[DEE-204] Subqueries vs JOINs
INFO
Prefer JOINs for most cases. Use subqueries when they express intent more clearly or when the query planner demonstrates they perform better. Always verify with EXPLAIN ANALYZE -- do not assume one is universally faster than the other.
Context
SQL provides two primary ways to combine data from multiple tables: JOINs and subqueries. A JOIN combines rows from two tables side by side based on a condition. A subquery nests one query inside another, typically in the WHERE, FROM, or SELECT clause.
The conventional wisdom "always rewrite subqueries as JOINs" is an oversimplification. Modern query optimizers (PostgreSQL 12+, MySQL 8.0+) frequently transform subqueries into joins internally, making the performance difference negligible in many cases. However, there are specific scenarios where the choice matters significantly:
- Correlated subqueries re-execute the inner query for each row of the outer query, which can be costly if the optimizer cannot flatten them.
- EXISTS vs IN have different NULL handling semantics that affect correctness, not just performance.
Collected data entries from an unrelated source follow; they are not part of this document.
//! Plan persistence collaborator.
//!
//! The editor never awaits storage: the host snapshots the session and hands
//! the plan to a [`PlanStore`]. Loading always goes through
//! [`FloorPlan::from_json`], so a stored plan that violates the model's
//! invariants is rejected before an editing session is built from it.

#[cfg(test)]
#[path = "store_test.rs"]
mod store_test;

use std::collections::HashMap;
use std::fmt;
use std::fs;
use std::path::{Path, PathBuf};

use tracing::info;
use uuid::Uuid;

use crate::plan::{FloorPlan, PlanError};

/// Durable identifier of a stored plan.
#[derive(Debug, Clone, PartialEq, Eq, Hash)]
pub struct PlanId(String);

impl PlanId {
    #[must_use]
    pub fn new(raw: impl Into<String>) -> Self {
        Self(raw.into())
    }

    #[must_use]
    pub fn generate() -> Self {
        Self(Uuid::new_v4().simple().to_string())
    }

    #[must_use]
    pub fn as_str(&self) -> &str {
        &self.0
    }
}

impl fmt::Display for PlanId {
    fn fmt(&self, f: &mut fmt::Formatter<'_>) -> fmt::Result {
        f.write_str(&self.0)
    }
}

#[derive(Debug, thiserror::Error)]
pub enum StoreError {
    #[error("plan not found: {0}")]
    NotFound(PlanId),
    #[error("invalid plan id: {0:?}")]
    InvalidId(String),
    #[error("plan storage I/O failed: {0}")]
    Io(#[from] std::io::Error),
    #[error(transparent)]
    Plan(#[from] PlanError),
}

/// Somewhere plans can be saved to and loaded from.
pub trait PlanStore {
    /// Store a new plan and return its id.
    ///
    /// # Errors
    ///
    /// Storage-specific failures.
    fn save(&mut self, plan: &FloorPlan) -> Result<PlanId, StoreError>;

    /// Overwrite the plan stored under `id`.
    ///
    /// # Errors
    ///
    /// Storage-specific failures.
    fn update(&mut self, id: &PlanId, plan: &FloorPlan) -> Result<(), StoreError>;

    /// Load and validate the plan stored under `id`.
    ///
    /// # Errors
    ///
    /// [`StoreError::NotFound`], or [`StoreError::Plan`] when the stored plan
    /// is malformed.
    fn load(&self, id: &PlanId) -> Result<FloorPlan, StoreError>;
}

/// Plans held as JSON strings in memory, for tests and previews.
#[derive(Debug, Default)]
pub struct MemoryPlanStore {
    plans: HashMap<PlanId, String>,
}

impl MemoryPlanStore {
    #[must_use]
    pub fn new() -> Self {
        Self::default()
    }

    /// Store raw JSON as-is, bypassing serialization.
    pub fn insert_raw(&mut self, id: PlanId, json: impl Into<String>) {
        self.plans.insert(id, json.into());
    }

    #[must_use]
    pub fn len(&self) -> usize {
        self.plans.len()
    }

    #[must_use]
    pub fn is_empty(&self) -> bool {
        self.plans.is_empty()
    }
}

impl PlanStore for MemoryPlanStore {
    fn save(&mut self, plan: &FloorPlan) -> Result<PlanId, StoreError> {
        let id = PlanId::generate();
        self.plans.insert(id.clone(), plan.to_json()?);
        Ok(id)
    }

    fn update(&mut self, id: &PlanId, plan: &FloorPlan) -> Result<(), StoreError> {
        self.plans.insert(id.clone(), plan.to_json()?);
        Ok(())
    }

    fn load(&self, id: &PlanId) -> Result<FloorPlan, StoreError> {
        let raw = self.plans.get(id).ok_or_else(|| StoreError::NotFound(id.clone()))?;
        Ok(FloorPlan::from_json(raw)?)
    }
}

/// One pretty-printed `<id>.json` file per plan in a directory.
#[derive(Debug, Clone)]
pub struct FilePlanStore {
    dir: PathBuf,
}

impl FilePlanStore {
    #[must_use]
    pub fn new(dir: impl Into<PathBuf>) -> Self {
        Self { dir: dir.into() }
    }

    #[must_use]
    pub fn dir(&self) -> &Path {
        &self.dir
    }

    fn path_for(&self, id: &PlanId) -> Result<PathBuf, StoreError> {
        let raw = id.as_str();
        let valid = !raw.is_empty() && raw.chars().all(|c| c.is_ascii_alphanumeric() || c == '-' || c == '_');
        if !valid {
            return Err(StoreError::InvalidId(raw.to_owned()));
        }
        Ok(self.dir.join(format!("{raw}.json")))
    }

    fn write(&self, id: &PlanId, plan: &FloorPlan) -> Result<(), StoreError> {
        let path = self.path_for(id)?;
        fs::create_dir_all(&self.dir)?;
        fs::write(&path, plan.to_json()?)?;
        info!(plan = %id, path = %path.display(), floors = plan.floors.len(), "saved plan");
        Ok(())
    }
}

impl PlanStore for FilePlanStore {
    fn save(&mut self, plan: &FloorPlan) -> Result<PlanId, StoreError> {
        let id = PlanId::generate();
        self.write(&id, plan)?;
        Ok(id)
    }

    fn update(&mut self, id: &PlanId, plan: &FloorPlan) -> Result<(), StoreError> {
        self.write(id, plan)
    }

    fn load(&self, id: &PlanId) -> Result<FloorPlan, StoreError> {
        let path = self.path_for(id)?;
        let raw = match fs::read_to_string(&path) {
            Ok(raw) => raw,
            Err(e) if e.kind() == std::io::ErrorKind::NotFound => return Err(StoreError::NotFound(id.clone())),
            Err(e) => return Err(e.into()),
        };
        Ok(FloorPlan::from_json(&raw)?)
    }
}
- Scalar subqueries in the SELECT clause are sometimes the clearest way to express a computation, but can cause N+1-like behavior if not optimized.
The right approach is to write the query that most clearly expresses the intent, then check the execution plan. If the plans are identical, prefer the more readable form.
Principle
- Developers SHOULD prefer JOINs for combining data from multiple tables, as they are generally more readable and give the optimizer more flexibility.
- Developers SHOULD use EXISTS instead of IN when the subquery column can contain NULLs, to avoid incorrect results.
- Developers MUST check the execution plan when choosing between a subquery and a JOIN for performance-critical queries.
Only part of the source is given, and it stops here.